- Description of the task:
Look through the lines below for the word "schema", and copy every line that has it.

- Data section:
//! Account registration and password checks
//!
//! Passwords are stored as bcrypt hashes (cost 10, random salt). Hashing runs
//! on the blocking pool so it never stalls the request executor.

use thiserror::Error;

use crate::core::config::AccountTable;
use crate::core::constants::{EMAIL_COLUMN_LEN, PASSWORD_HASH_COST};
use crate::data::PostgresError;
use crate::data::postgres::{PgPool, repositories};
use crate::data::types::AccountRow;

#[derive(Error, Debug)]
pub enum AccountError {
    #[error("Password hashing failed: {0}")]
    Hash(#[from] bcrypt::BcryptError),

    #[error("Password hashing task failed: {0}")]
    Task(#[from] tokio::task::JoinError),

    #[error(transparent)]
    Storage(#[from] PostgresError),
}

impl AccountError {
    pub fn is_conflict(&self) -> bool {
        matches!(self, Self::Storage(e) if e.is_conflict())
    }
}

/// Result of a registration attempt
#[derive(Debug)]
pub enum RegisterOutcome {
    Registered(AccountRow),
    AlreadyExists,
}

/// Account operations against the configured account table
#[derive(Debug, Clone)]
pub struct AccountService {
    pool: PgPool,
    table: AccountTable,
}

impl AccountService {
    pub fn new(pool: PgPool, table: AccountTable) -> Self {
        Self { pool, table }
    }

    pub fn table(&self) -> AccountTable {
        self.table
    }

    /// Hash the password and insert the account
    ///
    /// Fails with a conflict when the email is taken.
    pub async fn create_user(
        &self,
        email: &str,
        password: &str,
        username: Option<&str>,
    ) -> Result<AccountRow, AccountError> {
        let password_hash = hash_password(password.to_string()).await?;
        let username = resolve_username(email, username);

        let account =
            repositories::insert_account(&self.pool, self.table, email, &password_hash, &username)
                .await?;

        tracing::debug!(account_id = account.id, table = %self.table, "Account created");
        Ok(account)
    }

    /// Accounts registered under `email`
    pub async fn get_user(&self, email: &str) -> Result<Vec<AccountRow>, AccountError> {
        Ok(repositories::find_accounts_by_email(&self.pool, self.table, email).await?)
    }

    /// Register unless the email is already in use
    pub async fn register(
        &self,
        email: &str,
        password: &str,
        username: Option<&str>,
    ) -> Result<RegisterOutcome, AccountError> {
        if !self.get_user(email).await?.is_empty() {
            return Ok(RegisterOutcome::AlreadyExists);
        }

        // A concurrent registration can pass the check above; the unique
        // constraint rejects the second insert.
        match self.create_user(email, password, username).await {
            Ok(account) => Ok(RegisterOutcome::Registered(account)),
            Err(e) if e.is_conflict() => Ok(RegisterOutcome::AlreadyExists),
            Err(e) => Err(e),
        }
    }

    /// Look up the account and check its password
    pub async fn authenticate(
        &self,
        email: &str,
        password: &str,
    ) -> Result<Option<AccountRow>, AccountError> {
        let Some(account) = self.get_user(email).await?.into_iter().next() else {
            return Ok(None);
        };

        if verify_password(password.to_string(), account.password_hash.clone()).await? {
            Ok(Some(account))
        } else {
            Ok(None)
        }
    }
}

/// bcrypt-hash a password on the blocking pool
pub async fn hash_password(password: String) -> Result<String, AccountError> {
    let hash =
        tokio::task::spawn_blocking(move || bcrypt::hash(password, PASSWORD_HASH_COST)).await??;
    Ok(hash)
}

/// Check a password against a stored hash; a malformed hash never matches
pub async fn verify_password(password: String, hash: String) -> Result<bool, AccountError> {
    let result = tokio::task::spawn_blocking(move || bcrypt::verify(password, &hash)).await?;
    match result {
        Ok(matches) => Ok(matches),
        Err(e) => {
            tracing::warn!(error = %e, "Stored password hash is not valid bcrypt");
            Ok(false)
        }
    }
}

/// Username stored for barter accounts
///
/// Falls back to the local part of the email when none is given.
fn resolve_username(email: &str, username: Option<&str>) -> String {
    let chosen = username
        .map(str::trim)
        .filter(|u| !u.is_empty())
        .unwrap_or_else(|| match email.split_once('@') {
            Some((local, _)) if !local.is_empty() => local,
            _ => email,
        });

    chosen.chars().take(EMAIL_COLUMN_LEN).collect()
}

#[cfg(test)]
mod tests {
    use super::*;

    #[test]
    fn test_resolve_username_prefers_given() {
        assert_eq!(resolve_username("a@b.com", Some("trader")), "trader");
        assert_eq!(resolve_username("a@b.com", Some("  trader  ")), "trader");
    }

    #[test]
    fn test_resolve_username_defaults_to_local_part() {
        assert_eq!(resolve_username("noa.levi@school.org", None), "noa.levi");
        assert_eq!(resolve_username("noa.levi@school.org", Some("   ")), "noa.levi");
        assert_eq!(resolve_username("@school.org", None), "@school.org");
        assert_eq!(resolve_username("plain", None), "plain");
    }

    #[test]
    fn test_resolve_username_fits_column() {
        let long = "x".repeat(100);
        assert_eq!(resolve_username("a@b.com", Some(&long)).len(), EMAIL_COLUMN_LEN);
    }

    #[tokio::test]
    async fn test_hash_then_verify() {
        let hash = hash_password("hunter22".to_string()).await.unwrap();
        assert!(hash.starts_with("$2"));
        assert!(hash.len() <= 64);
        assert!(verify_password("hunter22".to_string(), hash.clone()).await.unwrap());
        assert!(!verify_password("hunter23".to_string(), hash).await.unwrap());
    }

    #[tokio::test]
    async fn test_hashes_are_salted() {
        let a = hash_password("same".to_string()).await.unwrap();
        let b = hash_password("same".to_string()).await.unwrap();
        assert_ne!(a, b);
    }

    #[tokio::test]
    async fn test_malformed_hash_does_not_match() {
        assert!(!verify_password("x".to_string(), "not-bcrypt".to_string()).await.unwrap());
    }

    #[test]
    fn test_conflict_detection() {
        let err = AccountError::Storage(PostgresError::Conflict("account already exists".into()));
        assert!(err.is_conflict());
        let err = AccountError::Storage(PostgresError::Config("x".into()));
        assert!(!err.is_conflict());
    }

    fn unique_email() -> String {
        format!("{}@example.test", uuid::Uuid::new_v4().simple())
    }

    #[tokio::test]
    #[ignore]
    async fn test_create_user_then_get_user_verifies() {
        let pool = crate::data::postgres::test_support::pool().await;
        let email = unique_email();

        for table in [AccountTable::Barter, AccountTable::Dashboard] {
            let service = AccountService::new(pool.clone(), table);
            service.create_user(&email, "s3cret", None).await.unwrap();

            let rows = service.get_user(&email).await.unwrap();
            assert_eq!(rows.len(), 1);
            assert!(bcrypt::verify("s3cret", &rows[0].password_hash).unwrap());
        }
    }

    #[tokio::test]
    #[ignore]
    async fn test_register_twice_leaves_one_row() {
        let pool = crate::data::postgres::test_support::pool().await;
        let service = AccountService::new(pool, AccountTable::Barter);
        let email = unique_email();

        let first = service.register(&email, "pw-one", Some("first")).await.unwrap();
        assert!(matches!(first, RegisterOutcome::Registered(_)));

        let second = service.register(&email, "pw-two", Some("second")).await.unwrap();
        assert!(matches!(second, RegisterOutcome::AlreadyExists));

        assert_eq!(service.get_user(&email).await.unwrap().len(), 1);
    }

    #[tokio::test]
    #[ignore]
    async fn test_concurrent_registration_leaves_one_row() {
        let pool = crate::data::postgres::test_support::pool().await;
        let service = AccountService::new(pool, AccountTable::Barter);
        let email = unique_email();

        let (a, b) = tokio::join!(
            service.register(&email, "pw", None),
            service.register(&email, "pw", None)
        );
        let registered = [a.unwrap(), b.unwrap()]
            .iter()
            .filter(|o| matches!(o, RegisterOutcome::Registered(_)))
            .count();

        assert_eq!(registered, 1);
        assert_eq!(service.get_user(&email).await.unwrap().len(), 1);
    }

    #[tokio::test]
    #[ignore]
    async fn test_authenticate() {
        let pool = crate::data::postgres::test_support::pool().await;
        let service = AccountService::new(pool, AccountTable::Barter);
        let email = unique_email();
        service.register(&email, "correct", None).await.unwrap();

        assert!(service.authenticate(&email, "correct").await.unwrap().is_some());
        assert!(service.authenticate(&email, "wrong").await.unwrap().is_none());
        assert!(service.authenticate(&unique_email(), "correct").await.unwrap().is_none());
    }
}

* * *

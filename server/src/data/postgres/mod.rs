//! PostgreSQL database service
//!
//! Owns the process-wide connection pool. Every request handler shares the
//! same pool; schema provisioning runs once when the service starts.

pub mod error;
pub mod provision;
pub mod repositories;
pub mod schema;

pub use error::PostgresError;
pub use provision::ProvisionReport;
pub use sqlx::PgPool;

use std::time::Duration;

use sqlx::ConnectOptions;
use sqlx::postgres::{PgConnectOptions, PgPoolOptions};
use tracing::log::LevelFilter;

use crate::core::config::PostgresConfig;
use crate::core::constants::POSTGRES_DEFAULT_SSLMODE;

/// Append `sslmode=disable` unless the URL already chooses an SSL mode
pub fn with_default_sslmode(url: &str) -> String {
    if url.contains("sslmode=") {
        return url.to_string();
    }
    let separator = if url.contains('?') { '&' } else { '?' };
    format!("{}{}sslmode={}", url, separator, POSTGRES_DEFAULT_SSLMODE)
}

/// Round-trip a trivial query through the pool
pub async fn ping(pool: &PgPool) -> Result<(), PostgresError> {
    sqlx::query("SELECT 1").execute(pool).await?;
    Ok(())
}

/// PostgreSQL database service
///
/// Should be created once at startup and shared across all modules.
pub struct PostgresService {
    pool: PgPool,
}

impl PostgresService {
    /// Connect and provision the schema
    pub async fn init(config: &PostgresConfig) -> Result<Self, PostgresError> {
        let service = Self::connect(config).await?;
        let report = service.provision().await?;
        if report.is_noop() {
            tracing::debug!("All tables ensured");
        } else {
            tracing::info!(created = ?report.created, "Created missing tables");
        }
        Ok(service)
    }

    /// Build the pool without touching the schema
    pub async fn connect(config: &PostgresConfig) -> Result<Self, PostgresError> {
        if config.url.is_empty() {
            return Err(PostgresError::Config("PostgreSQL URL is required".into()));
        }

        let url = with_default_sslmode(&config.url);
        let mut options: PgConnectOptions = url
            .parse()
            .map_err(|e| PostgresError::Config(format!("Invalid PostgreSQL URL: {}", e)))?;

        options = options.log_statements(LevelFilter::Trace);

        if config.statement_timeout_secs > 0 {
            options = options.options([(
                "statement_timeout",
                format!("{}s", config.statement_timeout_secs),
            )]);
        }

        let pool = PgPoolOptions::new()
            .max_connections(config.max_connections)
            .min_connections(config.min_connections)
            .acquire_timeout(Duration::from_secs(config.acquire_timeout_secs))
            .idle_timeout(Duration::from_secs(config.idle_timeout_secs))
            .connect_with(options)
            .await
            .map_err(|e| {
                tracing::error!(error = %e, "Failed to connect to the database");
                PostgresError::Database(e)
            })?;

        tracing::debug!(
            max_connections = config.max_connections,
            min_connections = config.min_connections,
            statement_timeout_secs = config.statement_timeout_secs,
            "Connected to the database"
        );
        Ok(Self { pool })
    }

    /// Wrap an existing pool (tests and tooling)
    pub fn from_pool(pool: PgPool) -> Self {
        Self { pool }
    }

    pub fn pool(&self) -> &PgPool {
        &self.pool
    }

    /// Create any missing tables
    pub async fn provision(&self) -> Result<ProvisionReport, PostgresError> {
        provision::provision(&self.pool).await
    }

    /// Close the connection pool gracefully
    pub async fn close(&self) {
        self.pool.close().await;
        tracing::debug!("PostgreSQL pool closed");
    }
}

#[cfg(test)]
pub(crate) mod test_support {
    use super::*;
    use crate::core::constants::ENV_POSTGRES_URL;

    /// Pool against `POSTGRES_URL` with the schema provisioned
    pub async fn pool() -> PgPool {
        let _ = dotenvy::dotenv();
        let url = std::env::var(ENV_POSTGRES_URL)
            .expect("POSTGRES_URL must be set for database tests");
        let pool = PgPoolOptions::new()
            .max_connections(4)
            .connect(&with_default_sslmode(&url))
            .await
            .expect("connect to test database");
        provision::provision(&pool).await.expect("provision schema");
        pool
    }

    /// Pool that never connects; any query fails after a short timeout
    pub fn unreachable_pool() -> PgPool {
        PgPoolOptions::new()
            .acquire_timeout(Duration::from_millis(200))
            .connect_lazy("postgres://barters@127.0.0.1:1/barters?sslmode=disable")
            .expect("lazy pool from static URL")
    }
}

- Solution to this exercise:
//! same pool; schema provisioning runs once when the service starts.
pub mod schema;
    /// Connect and provision the schema
    /// Build the pool without touching the schema
    /// Pool against `POSTGRES_URL` with the schema provisioned
        provision::provision(&pool).await.expect("provision schema");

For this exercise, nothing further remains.